Micro fossils provide information: Is the level of the North Sea really rising?
12 September 2013, by Ute Kreis
News from the KlimaCampus: Once a month, climate researchers report on their latest findings in the newspaper Hamburger Abendblatt. Professor Gerhard Schmiedl is a micropaleontologist and analyses historical climate variations.
News from the KlimaCampus: Once a month, climate researchers report on their latest findings in the newspaper Hamburger Abendblatt. Professor Gerhard Schmiedl is a micropaleontologist and analyses historical climate variations.
If you take a walk along a North Sea beach, you will find lots of different things left behind in the wash margin by the tide: plastic rubbish, seaweed, shells, sediment – it depends what was in the water. And over the centuries, layers have also been deposited in the coastal soil. The content of these layers is dictated by the conditions at the time. Using this “historical message in a bottle” we are reconstructing the rise in sea level along our coasts.
We are doing so using new methods developed at the KlimaCampus especially for the North Sea coast. They involve using particular microorganisms called Foraminifera. On the North Sea Coast most species of this unicellular organism are the size of a grain of sand. They have tests composed of calcium carbonate or sediment particles, which are deposited and survive as fossils – often over thousands of years.
Only a few highly specialised species are able to live at the junction of land and sea. Here, only those that have adapted to the extreme conditions – sometimes fresh and sometimes salt water, sometimes wet and sometimes dry – are able to survive. So in the salt marshes and intertidal zone there are only a dozen or so species of Foraminifera, each with its own “favorite spot.”
If a species likes, for example, regularly being covered by salt water, it will prefer to live at sea level. Another species may tolerate this less often and so its optimal habitat is perhaps 60 to 80 centimetres above sea level, and so on. We can accurately determine these zones for each of the few species, and so we can obtain a statistical vertical cross section: If species X occurs often, species Y occasionally, and species Z only rarely, a sample can only originate, for example, from approximately 40 centimetres above sea level.
The second step is to take bore samples a few metres deep from the foreshore. Here we find deposits from past centuries layered on top of one another. Millimetre for millimetre, we remove the layers and by analyzing the radioactive decay products we can accurately date them. Finally we look at which Foraminifera colonies are present and so we can see how far above sea level the sample was in that particular year. Now we just have to “subtract out” factors such as storm tides and local movements in the earth’s crust; since the ice sheets disappeared 18,000 years ago, the earth’s crust has been rising around Norway, while it has been sinking around Holland.

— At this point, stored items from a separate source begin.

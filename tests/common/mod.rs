#![allow(dead_code)]

use std::fs;
use std::path::{Path, PathBuf};

/// Write a stand-in image file. The splitter never reads pixel data, so
/// arbitrary bytes are enough for pairing and copying tests.
pub fn write_image(path: &Path) {
    if let Some(parent) = path.parent() {
        fs::create_dir_all(parent).expect("create parent dir");
    }
    fs::write(path, b"not a real image").expect("write image file");
}

/// Write a YOLO-style annotation file whose first token is `class_index`.
pub fn write_annotation(path: &Path, class_index: usize) {
    if let Some(parent) = path.parent() {
        fs::create_dir_all(parent).expect("create parent dir");
    }
    let line = format!("{class_index} 0.5 0.5 0.25 0.25\n");
    fs::write(path, line).expect("write annotation file");
}

/// Write a classes.txt file with one name per line.
pub fn write_classes_txt(dir: &Path, names: &[&str]) {
    fs::create_dir_all(dir).expect("create source dir");
    fs::write(dir.join("classes.txt"), names.join("\n")).expect("write classes.txt");
}

/// Write a data.yaml file with a names sequence.
pub fn write_data_yaml(dir: &Path, names: &[&str]) {
    fs::create_dir_all(dir).expect("create source dir");
    let mut body = String::from("names:\n");
    for name in names {
        body.push_str(&format!("  - {name}\n"));
    }
    fs::write(dir.join("data.yaml"), body).expect("write data.yaml");
}

/// Build a flat source: `count` image/annotation pairs per class index.
///
/// Stems are `img_<class>_<i>` so the files sort deterministically.
pub fn flat_dataset(dir: &Path, counts: &[(usize, usize)]) {
    fs::create_dir_all(dir).expect("create source dir");
    for &(class_index, count) in counts {
        for i in 0..count {
            let stem = format!("img_{class_index}_{i:03}");
            write_image(&dir.join(format!("{stem}.jpg")));
            write_annotation(&dir.join(format!("{stem}.txt")), class_index);
        }
    }
}

/// Build a class-dirs source: one subdirectory per label with `count` images.
pub fn class_dirs_dataset(dir: &Path, counts: &[(&str, usize)]) {
    fs::create_dir_all(dir).expect("create source dir");
    for &(label, count) in counts {
        let class_dir = dir.join(label);
        fs::create_dir_all(&class_dir).expect("create class dir");
        for i in 0..count {
            write_image(&class_dir.join(format!("{label}_{i:03}.jpg")));
        }
    }
}

/// Count regular files under `split/class` in a split tree.
pub fn count_files(root: &Path, split: &str, class: &str) -> usize {
    let dir = root.join(split).join(class);
    match fs::read_dir(&dir) {
        Ok(entries) => entries
            .filter_map(Result::ok)
            .filter(|e| e.path().is_file())
            .count(),
        Err(_) => 0,
    }
}

/// Collect the file names under `split/class`, sorted.
pub fn file_names(root: &Path, split: &str, class: &str) -> Vec<String> {
    let dir = root.join(split).join(class);
    let mut names: Vec<String> = match fs::read_dir(&dir) {
        Ok(entries) => entries
            .filter_map(Result::ok)
            .filter(|e| e.path().is_file())
            .map(|e| e.file_name().to_string_lossy().into_owned())
            .collect(),
        Err(_) => Vec::new(),
    };
    names.sort();
    names
}

/// List the class directories under one split, sorted.
pub fn class_dirs(root: &Path, split: &str) -> Vec<String> {
    let dir = root.join(split);
    let mut names: Vec<String> = match fs::read_dir(&dir) {
        Ok(entries) => entries
            .filter_map(Result::ok)
            .filter(|e| e.path().is_dir())
            .map(|e| e.file_name().to_string_lossy().into_owned())
            .collect(),
        Err(_) => Vec::new(),
    };
    names.sort();
    names
}

pub fn bmp_bytes(width: u32, height: u32) -> Vec<u8> {
    let row_stride = (width * 3).div_ceil(4) * 4;
    let pixel_array_size = row_stride * height;
    let file_size = 54 + pixel_array_size;

    let mut bytes = Vec::with_capacity(file_size as usize);
    bytes.extend_from_slice(b"BM");
    bytes.extend_from_slice(&file_size.to_le_bytes());
    bytes.extend_from_slice(&[0, 0, 0, 0]);
    bytes.extend_from_slice(&54u32.to_le_bytes());

    bytes.extend_from_slice(&40u32.to_le_bytes());
    bytes.extend_from_slice(&(width as i32).to_le_bytes());
    bytes.extend_from_slice(&(height as i32).to_le_bytes());
    bytes.extend_from_slice(&1u16.to_le_bytes());
    bytes.extend_from_slice(&24u16.to_le_bytes());
    bytes.extend_from_slice(&0u32.to_le_bytes());
    bytes.extend_from_slice(&pixel_array_size.to_le_bytes());
    bytes.extend_from_slice(&2835u32.to_le_bytes());
    bytes.extend_from_slice(&2835u32.to_le_bytes());
    bytes.extend_from_slice(&0u32.to_le_bytes());
    bytes.extend_from_slice(&0u32.to_le_bytes());

    bytes.resize(file_size as usize, 0);
    bytes
}

pub fn write_bmp(path: &Path, width: u32, height: u32) {
    if let Some(parent) = path.parent() {
        fs::create_dir_all(parent).expect("create parent dir");
    }
    fs::write(path, bmp_bytes(width, height)).expect("write bmp file");
}

/// A flat source plus a destination root inside one tempdir.
pub struct SplitFixture {
    pub tmp: tempfile::TempDir,
    pub source: PathBuf,
    pub dest: PathBuf,
}

impl SplitFixture {
    pub fn new() -> Self {
        let tmp = tempfile::tempdir().expect("create tempdir");
        let source = tmp.path().join("source");
        let dest = tmp.path().join("dataset");
        fs::create_dir_all(&source).expect("create source dir");
        SplitFixture { tmp, source, dest }
    }
}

In this way, we are able to determine to an accuracy of a few centimetres the sea level in the past. The first results show that the water level along the North Sea coast has risen by an average of 25 cm over a period of 150 years. In places, this figure could be 40 cm. This confirms the historical measurements taken and shows that our methods are reliable.
Good news, since in the long term we want to determine the sea level over the last 10,000 years and there are no measurements for this period. Data going back this far are vital if we are to make conclusive statements about the extent to which these variations are natural, and to what extent they are due to manmade climate changes.